Filipino-Canadian duo Manila Grey deliver cool breeze and grey smoke with their latest single, ‘Sometimes’. The track featured in their latest album No Saints on Knight Street has a very airy tone to it. With signature Manila Grey production—courtesy of Azel North—and themes of love, sex and money, they still manage to create something new and extraordinary out of something tired and familiar. Their vocals carry the same aesthetic that many Filipinos will have heard of before, but the western influences are prominent. This in turn delivers a hybrid that is both velvet smooth, but still gritty enough for the lyrics. It helps that the juxtaposition of their voices – of Neeko who’s deep and gruff, and Soliven who’s high and husky – adds further nuance to the already multilayered track.

Just as well, because their music has always been about bridging two very distinct sides of themselves. Even their name, Manila Grey, is a combination of their Filipino origins and their life in Vancouver. “If y’all don’t know, it rains a lot out here. There’s always an overcast to it, and there’s a specific vibe. We call it ‘the grey,’” Soliven says in an interview with NYLON Manila. So, it’s no surprise that ‘Sometimes’ follows that same trend of combining these two worlds. You can hear the rush of Vancouver wind in the drowning of the vocals in the track’s production. But it also has familiar beats found in other Filipino-original music.

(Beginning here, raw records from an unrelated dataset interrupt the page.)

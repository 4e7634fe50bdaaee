use tracing::{error, info};

use filedrop::{Config, WebServer};

#[tokio::main]
async fn main() {
    // Load configuration
    let config = match Config::load_with_env("config.toml") {
        Ok(config) => config,
        Err(e) => {
            eprintln!("Failed to load config.toml: {e}");
            eprintln!("Using default configuration.");
            let mut config = Config::default();
            config.apply_env_overrides();
            config
        }
    };

    // Initialize logging
    if let Err(e) = filedrop::logging::init(&config.logging) {
        eprintln!("Failed to initialize logging: {e}");
        // Fall back to console-only logging
        filedrop::logging::init_console_only(&config.logging.level);
    }

    if let Err(e) = config.validate() {
        error!("{e}");
        std::process::exit(1);
    }

    info!("Filedrop - file upload server");

    let server = match WebServer::new(&config).await {
        Ok(server) => server,
        Err(e) => {
            error!("Failed to start server: {e}");
            std::process::exit(1);
        }
    };

    if let Err(e) = server.run().await {
        error!("Web server error: {e}");
        std::process::exit(1);
    }
}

The lyrics insist money above love, before backtracking in constant denial. It paces back and forth between repressing romantic feelings, yet craving for that human touch. Talking explicit sex and money spent; the constant circling back from one to other; vivid images of the significant other’s body. All of these things catch listeners with the subliminal understanding of drawing the line between lust and love. Ending in the note “Sometimes I spend too much, money I trust over love, still you get what you want” is the final affirmation that the line has been crossed. And there’s something quite exciting in the thought of that.